Having issues booting from ECM san root after kernel patch
Here is the scenario.
Hardware info/Env info:
I have a Cisco UCS blade system. We are running Red Hat 5.x on it. Connected to EMC vmax
The system will only take a boot from san root.
The problem:
When we update the OS and a kernel patch gets loaded say from 5.8 to 5.9 and we reboot, we lose the root disk. Powerpath drivers get kicked out of the kernel and thus the system won’t boot.
There is a big procedure to recover the system and get the powerpath devices back into the kernel. Some of which requires several reboots in rescue mode and going to single path drives and rescue mode again and then wave a dead chicken and some other smoke and mirrors stuff to get the powerpath sw to load back in.
All that equals down time to my users and that’s not acceptable depending on the system that is affected. It takes an act of GOD to get them patched. Last thing I want to do is tell them that a 10 min patch / reboot is now an 8 hour job because EMC drivers don’t play nice with Red Hat updates.
In AIX we know this to be a know issue and we DO NOT boot from SAN this way. We do have native MPIO that will allow us to do this.
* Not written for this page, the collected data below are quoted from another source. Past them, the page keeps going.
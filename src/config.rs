//! Application configuration loaded from environment variables.
//!
//! Configuration is loaded once at startup and validated before the server starts.
//!
//! ```bash
//! export DATABASE_URL="sqlite://./tinylink.db"
//! # or a bare path, as accepted by DB_URL
//! export DB_URL="./tinylink.db"
//! ```
//!
//! ## Required Variables
//!
//! - `DATABASE_URL` (or `DB_URL`) - SQLite connection URL or database file path
//!
//! ## Optional Variables
//!
//! - `LISTEN` - Bind address (default: `0.0.0.0:$PORT`, or `0.0.0.0:3000`)
//! - `PORT` - Port used when `LISTEN` is not set
//! - `RUST_LOG` - Log level (default: `info`)
//! - `LOG_FORMAT` - Log format: `text` or `json` (default: `text`)
//! - `DB_MAX_CONNECTIONS` - Pool size (default: 10)
//! - `DB_CONNECT_TIMEOUT` - Seconds to wait for a pooled connection (default: 30)
//! - `DB_IDLE_TIMEOUT` - Seconds before an idle connection is retired, 0 disables (default: 600)
//! - `DB_MAX_LIFETIME` - Seconds before a connection is retired, 0 disables (default: 1800)
//! - `DB_QUERY_TIMEOUT` - Seconds allowed for a single insert or lookup (default: 5)
//! - `HEALTH_PROBE_TIMEOUT_MS` - Health check ping timeout (default: 1000)

use anyhow::{Context, Result};
use std::env;
use std::time::Duration;

/// Service configuration loaded from environment variables.
#[derive(Debug, Clone)]
pub struct Config {
    pub database_url: String,
    pub listen_addr: String,
    pub log_level: String,
    pub log_format: String,

    // ── SqlitePool settings ─────────────────────────────────────────────────
    /// Maximum number of connections in the pool (`DB_MAX_CONNECTIONS`, default: 10).
    pub db_max_connections: u32,
    /// Timeout for acquiring a connection from the pool in seconds
    /// (`DB_CONNECT_TIMEOUT`, default: 30).
    pub db_connect_timeout: u64,
    /// Idle connection lifetime in seconds before it is closed
    /// (`DB_IDLE_TIMEOUT`, default: 600).
    pub db_idle_timeout: u64,
    /// Maximum connection lifetime in seconds (`DB_MAX_LIFETIME`, default: 1800).
    pub db_max_lifetime: u64,
    /// Upper bound for one insert or lookup in seconds (`DB_QUERY_TIMEOUT`, default: 5).
    pub db_query_timeout: u64,
    /// Health probe timeout in milliseconds (`HEALTH_PROBE_TIMEOUT_MS`, default: 1000).
    pub health_probe_timeout_ms: u64,
}

impl Config {
    /// Loads configuration from environment variables.
    ///
    /// # Errors
    ///
    /// Returns an error if no database location is configured.
    pub fn from_env() -> Result<Self> {
        let database_url =
            Self::load_database_url().context("Failed to load database configuration")?;

        let listen_addr = Self::load_listen_addr();
        let log_level = env::var("RUST_LOG").unwrap_or_else(|_| "info".to_string());
        let log_format = env::var("LOG_FORMAT").unwrap_or_else(|_| "text".to_string());

        Ok(Self {
            database_url,
            listen_addr,
            log_level,
            log_format,
            db_max_connections: parse_or("DB_MAX_CONNECTIONS", 10),
            db_connect_timeout: parse_or("DB_CONNECT_TIMEOUT", 30),
            db_idle_timeout: parse_or("DB_IDLE_TIMEOUT", 600),
            db_max_lifetime: parse_or("DB_MAX_LIFETIME", 1800),
            db_query_timeout: parse_or("DB_QUERY_TIMEOUT", 5),
            health_probe_timeout_ms: parse_or("HEALTH_PROBE_TIMEOUT_MS", 1000),
        })
    }

    /// Loads the database URL.
    ///
    /// Priority:
    /// 1. `DATABASE_URL` environment variable
    /// 2. `DB_URL` environment variable
    ///
    /// Bare file paths are turned into `sqlite://` URLs.
    fn load_database_url() -> Result<String> {
        let raw = env::var("DATABASE_URL")
            .or_else(|_| env::var("DB_URL"))
            .context("DATABASE_URL or DB_URL must be set")?;

        Ok(normalize_database_url(&raw))
    }

    /// `LISTEN` wins; otherwise binds all interfaces on `PORT` (default 3000).
    fn load_listen_addr() -> String {
        if let Ok(listen) = env::var("LISTEN") {
            return listen;
        }

        let port = env::var("PORT").unwrap_or_else(|_| "3000".to_string());
        format!("0.0.0.0:{}", port)
    }

    /// Validates the configuration.
    ///
    /// # Errors
    ///
    /// Returns an error if:
    /// - `database_url` is empty or not an SQLite URL
    /// - `log_format` is not `text` or `json`
    /// - `listen_addr` is invalid
    /// - a pool size or timeout that must be positive is zero
    pub fn validate(&self) -> Result<()> {
        if !self.database_url.starts_with("sqlite:") || self.database_url == "sqlite://" {
            anyhow::bail!(
                "DATABASE_URL must be an SQLite URL or file path, got '{}'",
                self.database_url
            );
        }

        if self.log_format != "text" && self.log_format != "json" {
            anyhow::bail!(
                "LOG_FORMAT must be 'text' or 'json', got '{}'",
                self.log_format
            );
        }

        if !self.listen_addr.contains(':') {
            anyhow::bail!(
                "LISTEN must be in format 'host:port', got '{}'",
                self.listen_addr
            );
        }

        if self.db_max_connections == 0 {
            anyhow::bail!("DB_MAX_CONNECTIONS must be at least 1");
        }
        if self.db_connect_timeout == 0 {
            anyhow::bail!("DB_CONNECT_TIMEOUT must be greater than 0");
        }
        if self.db_query_timeout == 0 {
            anyhow::bail!("DB_QUERY_TIMEOUT must be greater than 0");
        }
        if self.health_probe_timeout_ms == 0 {
            anyhow::bail!("HEALTH_PROBE_TIMEOUT_MS must be greater than 0");
        }

        Ok(())
    }

    pub fn connect_timeout(&self) -> Duration {
        Duration::from_secs(self.db_connect_timeout)
    }

    /// `None` when idle retirement is disabled.
    pub fn idle_timeout(&self) -> Option<Duration> {
        (self.db_idle_timeout > 0).then(|| Duration::from_secs(self.db_idle_timeout))
    }

    /// `None` when lifetime retirement is disabled.
    pub fn max_lifetime(&self) -> Option<Duration> {
        (self.db_max_lifetime > 0).then(|| Duration::from_secs(self.db_max_lifetime))
    }

    pub fn query_timeout(&self) -> Duration {
        Duration::from_secs(self.db_query_timeout)
    }

    pub fn health_probe_timeout(&self) -> Duration {
        Duration::from_millis(self.health_probe_timeout_ms)
    }

    /// Prints configuration summary.
    pub fn print_summary(&self) {
        tracing::info!("Configuration loaded:");
        tracing::info!("  Listen address: {}", self.listen_addr);
        tracing::info!("  Database: {}", self.database_url);
        tracing::info!("  Pool size: {}", self.db_max_connections);
        tracing::info!("  Log level: {}", self.log_level);
        tracing::info!("  Log format: {}", self.log_format);
    }
}

/// Parses an environment variable, falling back to `default` when it is
/// missing or malformed.
fn parse_or<T: std::str::FromStr>(key: &str, default: T) -> T {
    env::var(key)
        .ok()
        .and_then(|v| v.parse().ok())
        .unwrap_or(default)
}

/// Turns a bare file path into an `sqlite://` URL; URLs pass through.
///
/// - `./data.db` → `sqlite://./data.db`
/// - `:memory:` → `sqlite::memory:`
/// - `sqlite://data.db` → unchanged
pub fn normalize_database_url(raw: &str) -> String {
    let raw = raw.trim();

    if raw.starts_with("sqlite:") {
        raw.to_string()
    } else if raw == ":memory:" {
        "sqlite::memory:".to_string()
    } else {
        format!("sqlite://{}", raw)
    }
}

/// Loads and validates configuration from environment variables.
///
/// # Errors
///
/// Returns an error if required variables are missing or validation fails.
///
/// # Note
///
/// This function expects environment variables to be already loaded
/// (e.g., via `dotenvy::dotenv()` in `main.rs`).
pub fn load_from_env() -> Result<Config> {
    let config = Config::from_env()?;
    config.validate()?;
    Ok(config)
}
We are also running a vio server for the root drives to avoid booting from SAN.
Is there some way in RH or Linux to do this with native drivers?
We cannot be updating the kernel and losing our root drive every time we do a yum update.
I want to know if there is a native way to boot SAN in Linux and what drivers are needed SW etc. Any cfg that needs to be done etc.
We also have boot local drives with EMC attached disk and because of these drivers getting kicked out of the kernel we lose our data drives. This is not that bad as I can comment them out before booting and then load the powerpath driver back in once the root is up. Then uncomment the FS from /etc/fstab and mount manually. It is ugly if you forget to do this step and root won’t boot. You need to go into rescue mode and mount /etc and comment out the data fs etc. Then reboot and work the above mentioned magic.
Any info or sources of info would be greatly appreciated.
EMC has come back and basically said working as designed here is the recovery procedure we have no way to prevent this. But if you want us to help you we can do professional services. Hmmm I smell a rat. I have nothing against EMC they have a place in the MKT but they need to get onboard and write better drivers for this function and support it.
|